Dataset entries:
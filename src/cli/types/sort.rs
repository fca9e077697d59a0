//! Sort configuration for the roster view.

use crate::error::{Result, RosterError};
use serde::{Deserialize, Serialize};
use std::fmt;
use std::str::FromStr;

/// The seven player fields eligible for comparator-driven ordering.
#[derive(Debug, Clone, Copy, PartialEq, Eq, Hash, Serialize, Deserialize, Default)]
pub enum SortKey {
    #[default]
    Jersey,
    Name,
    Position,
    Experience,
    Height,
    Weight,
    Hometown,
}

impl fmt::Display for SortKey {
    fn fmt(&self, f: &mut fmt::Formatter<'_>) -> fmt::Result {
        let s = match self {
            SortKey::Jersey => "jersey",
            SortKey::Name => "name",
            SortKey::Position => "position",
            SortKey::Experience => "experience",
            SortKey::Height => "height",
            SortKey::Weight => "weight",
            SortKey::Hometown => "hometown",
        };
        write!(f, "{}", s)
    }
}

impl FromStr for SortKey {
    type Err = RosterError;

    fn from_str(s: &str) -> Result<Self> {
        match s.to_ascii_lowercase().as_str() {
            "jersey" => Ok(SortKey::Jersey),
            "name" => Ok(SortKey::Name),
            "position" => Ok(SortKey::Position),
            "experience" => Ok(SortKey::Experience),
            "height" => Ok(SortKey::Height),
            "weight" => Ok(SortKey::Weight),
            "hometown" => Ok(SortKey::Hometown),
            _ => Err(RosterError::InvalidSortKey { key: s.to_string() }),
        }
    }
}

/// Sort direction; ascending unless the CLI says otherwise.
#[derive(Debug, Clone, Copy, PartialEq, Eq, Hash, Serialize, Deserialize, Default)]
pub enum SortDirection {
    #[default]
    Ascending,
    Descending,
}

impl From<bool> for SortDirection {
    /// `true` means descending (the shape of a `--descending` flag).
    fn from(descending: bool) -> Self {
        if descending {
            SortDirection::Descending
        } else {
            SortDirection::Ascending
        }
    }
}

/// A sort key paired with a direction.
#[derive(Debug, Clone, Copy, PartialEq, Eq, Hash, Serialize, Deserialize, Default)]
pub struct SortConfig {
    pub key: SortKey,
    pub direction: SortDirection,
}

impl SortConfig {
    pub fn new(key: SortKey, direction: SortDirection) -> Self {
        Self { key, direction }
    }
}

#[cfg(test)]
mod tests {
    use super::*;

    #[test]
    fn test_sort_key_round_trips_through_display() {
        for key in [
            SortKey::Jersey,
            SortKey::Name,
            SortKey::Position,
            SortKey::Experience,
            SortKey::Height,
            SortKey::Weight,
            SortKey::Hometown,
        ] {
            assert_eq!(key.to_string().parse::<SortKey>().unwrap(), key);
        }
    }

    #[test]
    fn test_sort_key_parse_is_case_insensitive() {
        assert_eq!("JERSEY".parse::<SortKey>().unwrap(), SortKey::Jersey);
        assert_eq!("Hometown".parse::<SortKey>().unwrap(), SortKey::Hometown);
    }

    #[test]
    fn test_sort_key_parse_rejects_unknown() {
        assert!("points".parse::<SortKey>().is_err());
    }

    #[test]
    fn test_default_config_is_jersey_ascending() {
        let config = SortConfig::default();
        assert_eq!(config.key, SortKey::Jersey);
        assert_eq!(config.direction, SortDirection::Ascending);
    }

    #[test]
    fn test_direction_from_flag() {
        assert_eq!(SortDirection::from(true), SortDirection::Descending);
        assert_eq!(SortDirection::from(false), SortDirection::Ascending);
    }
}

**EXERCISE PROMPT**
In the records above, find each line holding "Height" and copy it.

**TASK OUTPUT**
    Height,
            SortKey::Height => "height",
            "height" => Ok(SortKey::Height),
            SortKey::Height,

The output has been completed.